The ability to accurately machine devices on a submicrometer scale is a goal towards which many institutions are striving. These devices have countless useful applications in fields as diverse as aerospace, medicine, and materials science; however, available technologies for machining on this length scale (e.g. EDM, laser machining, etc.) have limited applications. For this reason, the Institute for Production Engineering at the Vienna University of Technology is developing a tool which operates in a manner similar to a traditional milling machine in that material is removed by purely mechanical forces, but it is expected to be capable of machining with a precision on the order of 100 nm. Using this method, the machining of detailed three-dimensional components and surface structures on a small scale is possible.

In this project, a three axis stage is constructed onto which the workpiece as well as the cutting tool are mounted. Piezoelectrics are implemented to move the cutting tool relative to the workpiece to machine with greater accuracy than can be achieved with other types of actuators.

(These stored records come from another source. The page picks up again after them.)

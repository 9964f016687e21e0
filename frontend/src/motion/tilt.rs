use crate::motion::follow::Point;

/// Card box in viewport coordinates, as `getBoundingClientRect` reports it.
#[derive(Clone, Copy, Debug, PartialEq)]
pub struct Bounds {
    pub left: f64,
    pub top: f64,
    pub width: f64,
    pub height: f64,
}

impl Bounds {
    pub fn center(&self) -> Point {
        Point::new(self.left + self.width / 2.0, self.top + self.height / 2.0)
    }
}

/// Rotation of a card in degrees.
#[derive(Clone, Copy, Debug, Default, PartialEq)]
pub struct Tilt {
    pub rotate_x: f64,
    pub rotate_y: f64,
}

impl Tilt {
    pub const FLAT: Tilt = Tilt {
        rotate_x: 0.0,
        rotate_y: 0.0,
    };

    /// Leans the card toward the pointer. A pointer on an edge gives
    /// `intensity` degrees on that axis; the top edge tips back.
    pub fn toward(pointer: Point, bounds: Bounds, intensity: f64) -> Self {
        if bounds.width <= 0.0 || bounds.height <= 0.0 {
            return Self::FLAT;
        }
        let center = bounds.center();
        let dx = ((pointer.x - center.x) / (bounds.width / 2.0)).clamp(-1.0, 1.0);
        let dy = ((pointer.y - center.y) / (bounds.height / 2.0)).clamp(-1.0, 1.0);
        Self {
            rotate_x: -dy * intensity,
            rotate_y: dx * intensity,
        }
    }

    pub fn css(&self, lifted: bool) -> String {
        format!(
            "rotateX({:.2}deg) rotateY({:.2}deg) translateZ({}px)",
            self.rotate_x,
            self.rotate_y,
            if lifted { 50 } else { 0 }
        )
    }
}

#[cfg(test)]
mod tests {
    use super::*;

    const CARD: Bounds = Bounds {
        left: 100.0,
        top: 50.0,
        width: 200.0,
        height: 100.0,
    };

    #[test]
    fn centre_is_flat() {
        let tilt = Tilt::toward(Point::new(200.0, 100.0), CARD, 15.0);
        assert_eq!(tilt.rotate_x.abs(), 0.0);
        assert_eq!(tilt.rotate_y.abs(), 0.0);
    }

    #[test]
    fn edges_reach_full_intensity() {
        let right = Tilt::toward(Point::new(300.0, 100.0), CARD, 15.0);
        assert_eq!(right.rotate_y, 15.0);
        let top = Tilt::toward(Point::new(200.0, 50.0), CARD, 15.0);
        assert_eq!(top.rotate_x, 15.0);
        let bottom_left = Tilt::toward(Point::new(100.0, 150.0), CARD, 8.0);
        assert_eq!(bottom_left, Tilt { rotate_x: -8.0, rotate_y: -8.0 });
    }

    #[test]
    fn halfway_is_half_the_angle() {
        let tilt = Tilt::toward(Point::new(250.0, 75.0), CARD, 12.0);
        assert_eq!(tilt, Tilt { rotate_x: 6.0, rotate_y: 6.0 });
    }

    #[test]
    fn angles_never_exceed_intensity() {
        let tilt = Tilt::toward(Point::new(2000.0, -900.0), CARD, 10.0);
        assert_eq!(tilt, Tilt { rotate_x: 10.0, rotate_y: 10.0 });
    }

    #[test]
    fn collapsed_boxes_stay_flat() {
        let empty = Bounds { width: 0.0, ..CARD };
        assert_eq!(Tilt::toward(Point::new(0.0, 0.0), empty, 15.0), Tilt::FLAT);
    }

    #[test]
    fn css_lifts_while_hovered() {
        let tilt = Tilt { rotate_x: -3.0, rotate_y: 4.5 };
        assert_eq!(tilt.css(true), "rotateX(-3.00deg) rotateY(4.50deg) translateZ(50px)");
        assert_eq!(Tilt::FLAT.css(false), "rotateX(0.00deg) rotateY(0.00deg) translateZ(0px)");
    }
}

Research has shown that by controlling the surface structure of a material at the micrometer scale, certain beneficial tribological characteristics can be achieved. Currently this surface microstructure is manufactured using techniques such as laser machining or photolithography; however these methods present certain challenges which make them unsuitable for many applications. The development of mechanical microstructuring opens many opportunities for tribological research on materials and with geometries that were previously inaccessible with existing methods.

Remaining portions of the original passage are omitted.